Dataset entries
==*==

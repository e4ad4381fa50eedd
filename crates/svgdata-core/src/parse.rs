// crates/svgdata-core/src/parse.rs
//
// quick-xml 0.38 decoder for SVG documents.
// - Every element must resolve to the registry's namespace
// - Elements are built through the registry; unknown tags fall back to a
//   passthrough node that keeps tag, attributes and children
// - Modeled attributes are consumed by the element decoder, the rest are
//   preserved verbatim
//
// Text policy:
// - Text, CDATA and entity references are accumulated per element
// - Whitespace-only text is formatting and is dropped when the element closes

use quick_xml::NsReader;
use quick_xml::escape::resolve_predefined_entity;
use quick_xml::events::{BytesRef, BytesStart, Event};
use quick_xml::name::ResolveResult;
use std::str;
use tracing::{debug, trace, warn};

use crate::attrs::AttrMap;
use crate::model::Node;
use crate::path::PathError;
use crate::registry::Registry;
use crate::units::LengthError;

#[derive(Debug, thiserror::Error)]
pub enum ParseError {
    #[error("xml error: {0}")]
    Xml(#[from] quick_xml::Error),

    #[error("attribute error: {0}")]
    Attr(#[from] quick_xml::events::attributes::AttrError),

    #[error("utf8 error: {0}")]
    Utf8(#[from] std::str::Utf8Error),

    #[error("encoding error: {0}")]
    Encoding(#[from] quick_xml::encoding::EncodingError),

    #[error("element <{element}> is outside the {expected} namespace (found {found:?})")]
    Namespace {
        element: String,
        expected: String,
        found: Option<String>,
    },

    #[error("undeclared namespace prefix on <{element}>: {prefix}")]
    UnknownPrefix { element: String, prefix: String },

    /// A required attribute is absent, or present but unparsable (`source`
    /// then holds the reason).
    #[error("<{element}> is missing required attribute {attribute}")]
    MissingAttribute {
        element: String,
        attribute: &'static str,
        #[source]
        source: Option<LengthError>,
    },

    #[error("<{element}> has an invalid {attribute} length: {source}")]
    InvalidLength {
        element: String,
        attribute: &'static str,
        #[source]
        source: LengthError,
    },

    #[error("<{element}> has invalid {attribute} data: {source}")]
    InvalidPath {
        element: String,
        attribute: &'static str,
        #[source]
        source: PathError,
    },

    #[error("unknown entity reference: &{0};")]
    UnknownEntity(String),

    #[error("no root element found")]
    NoRootElement,

    #[error("unexpected closing tag </{0}>")]
    UnexpectedEnd(String),

    #[error("element <{0}> is never closed")]
    Unclosed(String),
}

pub type ParseResult<T> = Result<T, ParseError>;

/// Parse an SVG document with the default registry.
pub fn parse_document(data: &[u8]) -> ParseResult<Node> {
    parse_document_with(data, Registry::global())
}

/// Parse an SVG document, building elements through `registry`.
///
/// Everything before the first start tag (prolog, comments, doctype, text) is
/// skipped. Any error aborts the whole parse.
pub fn parse_document_with(data: &[u8], registry: &Registry) -> ParseResult<Node> {
    let mut reader = NsReader::from_reader(data);
    let mut buf = Vec::new();

    // Elements still open, innermost last, with their accumulated text.
    let mut open: Vec<(Node, String)> = Vec::new();

    loop {
        let (resolved, event) = reader.read_resolved_event_into(&mut buf)?;
        match event {
            Event::Start(e) => {
                let node = open_element(registry, &resolved, &e)?;
                open.push((node, String::new()));
            }
            Event::Empty(e) => {
                let node = open_element(registry, &resolved, &e)?;
                match open.last_mut() {
                    Some((parent, _)) => {
                        parent.add_child(node);
                    }
                    None => return Ok(finish_document(node)),
                }
            }
            Event::End(e) => {
                let Some((mut node, text)) = open.pop() else {
                    let name = str::from_utf8(e.name().as_ref())?.to_string();
                    return Err(ParseError::UnexpectedEnd(name));
                };
                if !text.trim().is_empty() {
                    node.set_text(text);
                }
                match open.last_mut() {
                    Some((parent, _)) => {
                        parent.add_child(node);
                    }
                    None => return Ok(finish_document(node)),
                }
            }
            Event::Text(t) => {
                if let Some((_, text)) = open.last_mut() {
                    text.push_str(&t.decode()?);
                }
            }
            Event::CData(c) => {
                if let Some((_, text)) = open.last_mut() {
                    text.push_str(&c.decode()?);
                }
            }
            Event::GeneralRef(r) => {
                if let Some((_, text)) = open.last_mut() {
                    resolve_reference(&r, text)?;
                }
            }
            Event::Eof => break,
            _ => {}
        }
        buf.clear();
    }

    match open.pop() {
        Some((node, _)) => Err(ParseError::Unclosed(node.tag().to_string())),
        None => Err(ParseError::NoRootElement),
    }
}

fn finish_document(root: Node) -> Node {
    debug!(
        root = root.tag(),
        children = root.children().len(),
        "parsed document"
    );
    root
}

fn open_element(
    registry: &Registry,
    resolved: &ResolveResult<'_>,
    e: &BytesStart<'_>,
) -> ParseResult<Node> {
    let tag = str::from_utf8(e.local_name().as_ref())?.to_string();

    let namespace = match resolved {
        ResolveResult::Bound(ns) => Some(str::from_utf8(ns.as_ref())?),
        ResolveResult::Unbound => None,
        ResolveResult::Unknown(prefix) => {
            return Err(ParseError::UnknownPrefix {
                element: tag,
                prefix: String::from_utf8_lossy(prefix).into_owned(),
            });
        }
    };
    if namespace != Some(registry.namespace()) {
        return Err(ParseError::Namespace {
            element: tag,
            expected: registry.namespace().to_string(),
            found: namespace.map(str::to_string),
        });
    }

    let mut node = registry.create(namespace, &tag);
    *node.attrs_mut() = attrs_to_map(e, &tag)?;
    node.decode_attrs()?;
    Ok(node)
}

/// Collect attributes by local name. Namespace declarations are not stored;
/// other prefixed attributes are dropped since the model has a single
/// namespace.
fn attrs_to_map(e: &BytesStart<'_>, tag: &str) -> ParseResult<AttrMap> {
    let mut out = AttrMap::new();
    for a in e.attributes().with_checks(false) {
        let a = a?;
        let key = str::from_utf8(a.key.as_ref())?;
        if key == "xmlns" || key.starts_with("xmlns:") {
            trace!(element = tag, attribute = key, "skipping namespace declaration");
            continue;
        }
        if key.contains(':') {
            warn!(element = tag, attribute = key, "dropping namespaced attribute");
            continue;
        }
        let val = a.unescape_value()?.into_owned();
        if out.insert(key, val).is_some() {
            warn!(element = tag, attribute = key, "repeated attribute, keeping the last value");
        }
    }
    Ok(out)
}

fn resolve_reference(r: &BytesRef<'_>, text: &mut String) -> ParseResult<()> {
    if let Some(ch) = r.resolve_char_ref()? {
        text.push(ch);
        return Ok(());
    }
    let name = r.decode()?;
    let resolved =
        resolve_predefined_entity(&name).ok_or_else(|| ParseError::UnknownEntity(name.to_string()))?;
    text.push_str(resolved);
    Ok(())
}

#[cfg(test)]
mod tests {
    use super::*;
    use crate::model::Element;

    const NS: &str = r#"xmlns="http://www.w3.org/2000/svg""#;

    #[test]
    fn text_references_are_resolved() {
        let doc = format!(r#"<svg {NS}><style>a &gt; b &amp;&#65;<![CDATA[<c>]]></style></svg>"#);
        let root = parse_document(doc.as_bytes()).unwrap();
        assert_eq!(root.children()[0].text(), "a > b &A<c>");
    }

    #[test]
    fn whitespace_only_text_is_formatting() {
        let doc = format!("<svg {NS}>\n  <g>\n  </g>\n</svg>");
        let root = parse_document(doc.as_bytes()).unwrap();
        assert_eq!(root.text(), "");
        assert_eq!(root.children()[0].text(), "");
    }

    #[test]
    fn namespace_declarations_are_not_attributes() {
        let doc = r#"<svg xmlns="http://www.w3.org/2000/svg" xmlns:xlink="http://www.w3.org/1999/xlink" version="1.1"><a xlink:href="x"/></svg>"#;
        let root = parse_document(doc.as_bytes()).unwrap();
        assert_eq!(root.attrs().len(), 1);
        assert_eq!(root.attrs().get("version"), Some("1.1"));
        assert!(root.children()[0].attrs().is_empty());
    }

    #[test]
    fn prefixed_elements_in_the_namespace_are_accepted() {
        let doc = r#"<s:svg xmlns:s="http://www.w3.org/2000/svg"><s:circle r="2"/></s:svg>"#;
        let root = parse_document(doc.as_bytes()).unwrap();
        assert_eq!(root.tag(), "svg");
        assert_eq!(root.children()[0].tag(), "circle");
        assert!(matches!(root.children()[0].element(), Element::Circle(_)));
    }

    #[test]
    fn undeclared_prefix_fails() {
        let doc = format!(r#"<svg {NS}><x:g/></svg>"#);
        assert!(matches!(
            parse_document(doc.as_bytes()),
            Err(ParseError::UnknownPrefix { .. })
        ));
    }

    #[test]
    fn unclosed_root_fails() {
        let doc = format!(r#"<svg {NS}><g>"#);
        assert!(parse_document(doc.as_bytes()).is_err());
    }
}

==*==

Work instruction: Go through the records line by line, and copy each line that holds the string "warn".

Result of the exercise:
use tracing::{debug, trace, warn};
            warn!(element = tag, attribute = key, "dropping namespaced attribute");
            warn!(element = tag, attribute = key, "repeated attribute, keeping the last value");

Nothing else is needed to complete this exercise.